It’s Time to Think About Spring Bulbs

 In Outdoor Living

Even though the weather in early September seems more like July, it’s time to start thinking about bulbs.

Now is the ideal time to plan, plot and prep beds and borders for colourful flowering bulbs next spring.

Choose an area where there is well-draining soil. Loosen soil in the planting bed to a depth of at least eight inches. Mix in compost, other organic matter or slow releasing fertilizer if your soil lacks nutrients. Add a little bone meal into the bottom of the hole to feed the roots.

Once you’re set to go, head to your favourite garden centre where an excellent variety of crocus, hyacinth, snowdrops, tulips, daffodils, fritillary, muscari, allium and many more await you. Look for plump, firm bulbs. Also check the root base to make sure this area is firm and intact.

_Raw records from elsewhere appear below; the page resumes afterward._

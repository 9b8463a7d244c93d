// Copyright (c) 2025 Steve Wagner (ciroque@live.com)
// SPDX-License-Identifier: MIT

//! The graphics capability the engine drives.
//!
//! The engine never talks to a graphics API directly. It holds an
//! [`InstanceProvider`], lazily creates one [`GraphicsInstance`] from it, and
//! enumerates [`PhysicalDevice`]s from that instance. Workloads open a
//! [`LogicalDevice`] on the resolved physical device, record a
//! [`CommandList`], submit it and wait on the returned [`Fence`].
//!
//! ```text
//! InstanceProvider → GraphicsInstance → PhysicalDevice → LogicalDevice
//!   (engine owns)      (created once)     (enumerated)     (workload owns)
//! ```

use std::fmt;
use std::sync::Arc;
use std::time::Duration;

use serde::{Deserialize, Serialize};
use uuid::Uuid;

use crate::errors::DeviceError;

/// Broad class of a device as reported by the binding.
#[derive(Debug, Clone, Copy, PartialEq, Eq, Default, Serialize, Deserialize)]
#[serde(rename_all = "snake_case")]
pub enum DeviceType {
    IntegratedGpu,
    #[default]
    DiscreteGpu,
    VirtualGpu,
    Cpu,
    Other,
}

/// Driver identification, when the binding exposes it.
#[derive(Debug, Clone, PartialEq, Eq, Serialize, Deserialize)]
pub struct DriverInfo {
    pub name: String,
    pub info: String,
}

/// The immutable properties of a device.
///
/// This is the record returned by `list_devices` and the one matched against
/// a [`DeviceSelection`](crate::engine::DeviceSelection).
#[derive(Debug, Clone, PartialEq, Eq, Serialize)]
pub struct DeviceProperties {
    pub name: String,
    pub uuid: Option<Uuid>,
    pub vendor_id: u32,
    pub device_id: u32,
    pub device_type: DeviceType,
    pub driver: Option<DriverInfo>,
}

/// A single recorded device operation.
#[derive(Debug, Clone, PartialEq)]
pub enum DeviceCommand {
    /// Clear the render target to an RGBA color with components in `[0, 1]`.
    ClearColor([f32; 4]),
    /// Copy the render target into the host-visible readback buffer.
    CopyToReadback,
}

/// An ordered list of device operations, recorded once and submitted many times.
#[derive(Debug, Clone, Default, PartialEq)]
pub struct CommandList {
    commands: Vec<DeviceCommand>,
}

impl CommandList {
    pub fn new() -> Self {
        Self::default()
    }

    pub fn clear(mut self, color: [f32; 4]) -> Self {
        self.commands.push(DeviceCommand::ClearColor(color));
        self
    }

    pub fn copy_to_readback(mut self) -> Self {
        self.commands.push(DeviceCommand::CopyToReadback);
        self
    }

    pub fn commands(&self) -> &[DeviceCommand] {
        &self.commands
    }

    pub fn is_empty(&self) -> bool {
        self.commands.is_empty()
    }
}

/// Completion token for one submission.
#[derive(Debug, Clone, Copy, PartialEq, Eq, Hash)]
pub struct Fence(pub u64);

/// A device opened for work. Owned by exactly one workload.
pub trait LogicalDevice: Send {
    /// (Re)create the render target and readback buffer for a size.
    fn configure_target(&mut self, width: u32, height: u32) -> Result<(), DeviceError>;

    /// Submit a command list; the returned fence signals on completion.
    fn submit(&mut self, commands: &CommandList) -> Result<Fence, DeviceError>;

    /// Block until `fence` signals or `timeout` expires.
    ///
    /// Expiry is reported as [`DeviceError::Timeout`].
    fn wait_for_fence(&mut self, fence: Fence, timeout: Duration) -> Result<(), DeviceError>;

    /// Copy the readback buffer into `output` (BGRA, row-major).
    fn read_back(&self, output: &mut [u8]) -> Result<(), DeviceError>;

    /// Block until every submitted command list has completed.
    fn wait_idle(&mut self) -> Result<(), DeviceError>;
}

/// A graphics-capable device discovered by enumeration.
pub trait PhysicalDevice: Send + Sync + fmt::Debug {
    fn properties(&self) -> &DeviceProperties;

    fn open(&self) -> Result<Box<dyn LogicalDevice>, DeviceError>;
}

/// A live instance of the graphics binding.
pub trait GraphicsInstance: Send {
    /// Enumerate the devices visible to this instance, in a stable order.
    fn enumerate_devices(&self) -> Result<Vec<Arc<dyn PhysicalDevice>>, DeviceError>;
}

/// Creates graphics instances. The engine calls this at most once.
pub trait InstanceProvider: Send {
    fn create_instance(&self) -> Result<Box<dyn GraphicsInstance>, DeviceError>;
}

Plant the bulbs at a depth of approximately three times their diameter. Most bulbs will come with labels that recommend planting depth.
It is recommended that you should plant at least six weeks before the ground freezes. Of course, the earlier you plant in the fall you can work in the garden without freezing your fingers.

Once the bulbs are planted, fill with soil and lightly compress the soil, but not so it’s hard packed. Water to stimulate root growth.

If you want to get a bit adventurous, plant a variety of bulbs at different depths in the same hole with staggered bloom times. This method will give you flowers right through spring.

Rodents such as squirrels, chipmunks, moles, or voles, can be a problem for some varieties of bulbs. Daffodil bulbs are poisonous and shouldn’t be bothered. You can interplant daffodil bulbs with more susceptible varieties to offer some protection. Another method to stop rodents from ruining the spring show is to line your flowerbed with wire mesh.

With a bit of planning and work, your garden will be a welcome sight in the spring of 2017 after a long, cold winter.